4)  As far as effects go, tiredness is the main one.  It's hard to tell if I'm being lazy or if it's just chemo effect.  I know I don't get as much work done as I'd like to.  The hair, even after four treatments, isn't 100% gone, though alas, the eyebrows are flaking out a bit.  I admit I look in the mirror and see my little-old-man pate and think, "This is stupid!  I could have gone the rest of my life without this!"  But there it is.  And fortunately, I do okay with the wigs when I go out.  Otherwise, I let my head hang out around the house. And sometimes in the yard.  And the neighbors' yards.  Unless it's too hot or too chilly, that is. 

Everyone tells me how healthy I look.  This is good, I know, but sometimes I crave a little sympathy.

Or maybe I don't.  I don't like it when people patronize me over the chemo.

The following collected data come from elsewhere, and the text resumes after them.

pub mod error;
pub mod handlers;
pub mod server;
pub mod state;
use anyhow::{bail, Context, Result};
use figment::{providers::Format, Figment};
use serde::{de::DeserializeOwned, Serialize};
use std::{marker::PhantomData, path::PathBuf};

/// The builder we use to build a Config out of defaults, a TOML file, env vars and cli args
#[derive(Debug)]
pub struct ConfigBuilder<CONFIG, ARG> {
    pub cli_env_args: ARG,
    _config: PhantomData<CONFIG>,
}

pub trait CliEnvExt: Serialize + DeserializeOwned + Default + std::fmt::Debug {
    // e.g. "WORDHUE"
    const ENV_VAR_PREFIX: &'static str;

    // The section identifier in the TOML file, e.g. "wordhue"
    const TOML_IDENTIFIER: &'static str;

    // whether to print debug messages during config loading
    const PRINT_DEBUG_MSGS: bool = false;

    // an optional argument to specify the home directory
    // if not supplied, config will try a series of fallbacks
    fn home_dir(&self) -> Option<PathBuf>;

    // an optional path to a dotenv file
    // if not supplied, the current working directory's .env is tried
    fn dotenv_path(&self) -> Option<PathBuf>;

    fn merge_cli_env_args(&self) -> Result<Self> {
        let env_prefix = format!("{}_", Self::ENV_VAR_PREFIX);

        let merged = Figment::new()
            .merge(figment::providers::Env::prefixed(&env_prefix))
            .merge(figment::providers::Serialized::defaults(self))
            .extract()?;

        Ok(merged)
    }

    fn env_var(name: &str) -> Option<String> {
        std::env::var(format!("{}_{name}", Self::ENV_VAR_PREFIX)).ok()
    }
}

pub trait ConfigExt: Serialize + DeserializeOwned + Default + std::fmt::Debug {
    // e.g. "wordhue"
    const DIRNAME: &'static str;

    // e.g. "wordhue.toml"
    const FILENAME: &'static str;

    // every filesystem path in the config, so `~` can be expanded after loading
    fn with_paths(&mut self, f: impl FnMut(&mut PathBuf));

    fn log_levels(&self) -> impl Iterator<Item = &str>;

    fn tracing_env_filter(&self) -> Result<tracing_subscriber::EnvFilter> {
        let mut filter = tracing_subscriber::EnvFilter::from_default_env();
        for directive in self.log_levels() {
            match directive.parse() {
                Ok(directive) => filter = filter.add_directive(directive),
                Err(err) => bail!("{}: {}", err, directive),
            }
        }

        Ok(filter)
    }
}

impl<CONFIG: ConfigExt, ARG: CliEnvExt> ConfigBuilder<CONFIG, ARG> {
    pub fn new(cli_env_args: ARG) -> Self {
        Self {
            cli_env_args,
            _config: PhantomData,
        }
    }

    pub fn build(self) -> Result<CONFIG> {
        // dotenv goes first, since it may set the env vars for the paths below
        let mut dotenv_paths = Vec::new();

        if let Some(dotenv_path) = self.cli_env_args.dotenv_path() {
            dotenv_paths.push(dotenv_path);
        } else if let Some(dotenv_path) = ARG::env_var("DOTENV") {
            dotenv_paths.push(PathBuf::from(dotenv_path));
        } else {
            dotenv_paths.push(std::env::current_dir()?.join(".env"));
        }

        for dotenv_path in dotenv_paths {
            if ARG::PRINT_DEBUG_MSGS {
                eprintln!("Loading env vars from {}", dotenv_path.display());
            }
            if dotenv_path.exists() {
                if let Err(e) = dotenvy::from_path(&dotenv_path) {
                    bail!(
                        "Error loading dotenv file {}: {}",
                        dotenv_path.display(),
                        e
                    );
                }
            }
        }

        let cli_env_args = self.cli_env_args.merge_cli_env_args()?;

        let mut figment =
            Figment::new().merge(figment::providers::Serialized::defaults(CONFIG::default()));

        // a missing config file is fine, everything has a default
        match ConfigFilePath::new(CONFIG::FILENAME, CONFIG::DIRNAME, cli_env_args.home_dir())
            .into_path()
        {
            Some(filepath) => {
                if ARG::PRINT_DEBUG_MSGS {
                    eprintln!("Loading config from {}", filepath.display());
                }
                figment = figment
                    // the [default] section is shared by every binary
                    .merge(Figment::from(
                        figment::providers::Toml::file(&filepath).nested(),
                    ))
                    // then the section for this binary overrides it
                    .merge(
                        Figment::from(figment::providers::Toml::file(&filepath).nested())
                            .select(ARG::TOML_IDENTIFIER),
                    );
            }
            None => {
                if ARG::PRINT_DEBUG_MSGS {
                    eprintln!("No {} found, using defaults", CONFIG::FILENAME);
                }
            }
        }

        // globals beat whichever profile the file selected
        let mut config: CONFIG = figment
            .merge(figment::providers::Serialized::globals(cli_env_args))
            .extract()
            .context("Unable to build config")?;

        config.with_paths(|path| {
            *path = shellexpand::tilde(&path.to_string_lossy())
                .to_string()
                .into();
        });

        Ok(config)
    }
}

// a helper to try a series of fallback paths, looking for a config file
#[derive(Clone, Debug)]
pub struct ConfigFilePath {
    // the filename to look for in each directory, e.g. "wordhue.toml"
    pub filename: String,
    // the directory name used under the various config roots, e.g. "wordhue"
    pub dirname: String,
    // the optional directory set via direct args or env
    pub arg_env_dir: Option<PathBuf>,
}

impl ConfigFilePath {
    pub fn new(
        filename: impl ToString,
        dirname: impl ToString,
        arg_env_dir: Option<PathBuf>,
    ) -> Self {
        Self {
            filename: filename.to_string(),
            dirname: dirname.to_string(),
            arg_env_dir,
        }
    }

    pub fn into_path(self) -> Option<PathBuf> {
        self.into_possible().into_iter().find(|path| path.exists())
    }

    // tries a series of fallbacks, in order of pushing
    pub fn into_possible(self) -> Vec<PathBuf> {
        let Self {
            filename,
            dirname,
            arg_env_dir,
        } = self;

        let mut dirs = Vec::new();

        // explicit, e.g. `--home /foo` or WORDHUE_HOME="/foo"
        if let Some(dir) = arg_env_dir {
            dirs.push(dir);
        }

        // wherever the command is run from
        if let Ok(dir) = std::env::current_dir() {
            dirs.push(dir);
        }

        // ~/.wordhue/wordhue.toml
        if let Some(dir) = dirs::home_dir().map(|dir| dir.join(format!(".{dirname}"))) {
            dirs.push(dir);
        }

        // Linux: ~/.config/wordhue
        // macOS: ~/Library/Application Support/wordhue
        // Windows: C:\Users\MyUserName\AppData\Roaming\wordhue
        if let Some(dir) = dirs::config_dir().map(|dir| dir.join(&dirname)) {
            dirs.push(dir);
        }

        if let Some(dir) = std::env::var("XDG_CONFIG_HOME")
            .ok()
            .map(PathBuf::from)
            .map(|dir| dir.join(&dirname))
        {
            dirs.push(dir);
        }

        // may duplicate config_dir above on linux, dedup takes care of it
        if let Some(dir) = dirs::home_dir().map(|dir| dir.join(".config").join(&dirname)) {
            dirs.push(dir);
        }

        dirs.push(PathBuf::from("/etc").join(&dirname));

        let mut all_files: Vec<PathBuf> = Vec::with_capacity(dirs.len());
        for file in dirs.into_iter().map(|dir| dir.join(&filename)) {
            if !all_files.contains(&file) {
                all_files.push(file);
            }
        }

        all_files
    }
}
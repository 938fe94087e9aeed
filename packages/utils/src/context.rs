use std::sync::{
    atomic::{AtomicBool, Ordering},
    Arc,
};

use tokio::{runtime::Runtime, sync::broadcast};
use tracing::instrument;

/// Owns the tokio runtime and the shutdown switch shared by everything the binary spawns
#[derive(Clone)]
pub struct AppContext {
    pub rt: Arc<Runtime>,
    shut_down: Arc<AtomicBool>,
    shutdown_sender: broadcast::Sender<()>,
    // keeps the channel open so sending never fails for lack of receivers
    _shutdown_receiver: Arc<broadcast::Receiver<()>>,
}

impl AppContext {
    pub fn new() -> std::io::Result<Self> {
        let rt = tokio::runtime::Builder::new_multi_thread()
            .enable_all()
            .build()?;

        Ok(Self::new_with_runtime(Arc::new(rt)))
    }

    pub fn new_with_runtime(rt: Arc<Runtime>) -> Self {
        let (shutdown_sender, shutdown_receiver) = broadcast::channel(1);

        Self {
            rt,
            shut_down: Arc::new(AtomicBool::new(false)),
            shutdown_sender,
            _shutdown_receiver: Arc::new(shutdown_receiver),
        }
    }

    /// Resolves once `shutdown()` is called, for graceful shutdown in async code
    #[instrument(level = "debug", skip(self), fields(subsys = "AppContext"))]
    pub fn shutdown_receiver(&self) -> broadcast::Receiver<()> {
        self.shutdown_sender.subscribe()
    }

    /// Typically only called from main (on ctrl-c) or tests
    #[instrument(level = "debug", skip(self), fields(subsys = "AppContext"))]
    pub fn shutdown(&self) {
        // only the first call broadcasts
        if !self.shut_down.swap(true, Ordering::SeqCst) {
            // the held receiver guarantees this cannot fail
            let _ = self.shutdown_sender.send(());
        }
    }

    pub fn is_shut_down(&self) -> bool {
        self.shut_down.load(Ordering::SeqCst)
    }
}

5)  I've been getting a shot at four different interim pastor positions the past three or four weeks.  "Three" I should say now, since one of the churches phoned me today and said they'd decided to hire someone else.  And that's the church that's given me the only real interview so far; the rest of them have been informal look-sees when I've come to supply preach.  I spent a week obsessing about that interview and getting really depressed about my prospects-- how to cover what happened in the past without making me or my former church or my presbytery look lame--, but I felt it went well on the day.  Not well enough, obviously.  But maybe it wasn't the right position for me anyway.  That church is in the middle of a worship war, with "contemporary" currently in the ascendency, and if there's anything I find to be a non-edifying, crashing bore, it's so-called contemporary worship.  I would not have been neutral, no matter how hard I tried!

I hope and pray something comes of one of these churches, since I can't support myself on substitute teaching.  (School year started here this past Tuesday, but I haven't been called in yet.)

That's good enough.  I'll try to be more diligent about posting in the future.  Besides, when you're in my position and you go silent, people might begin to worry.  I know I do.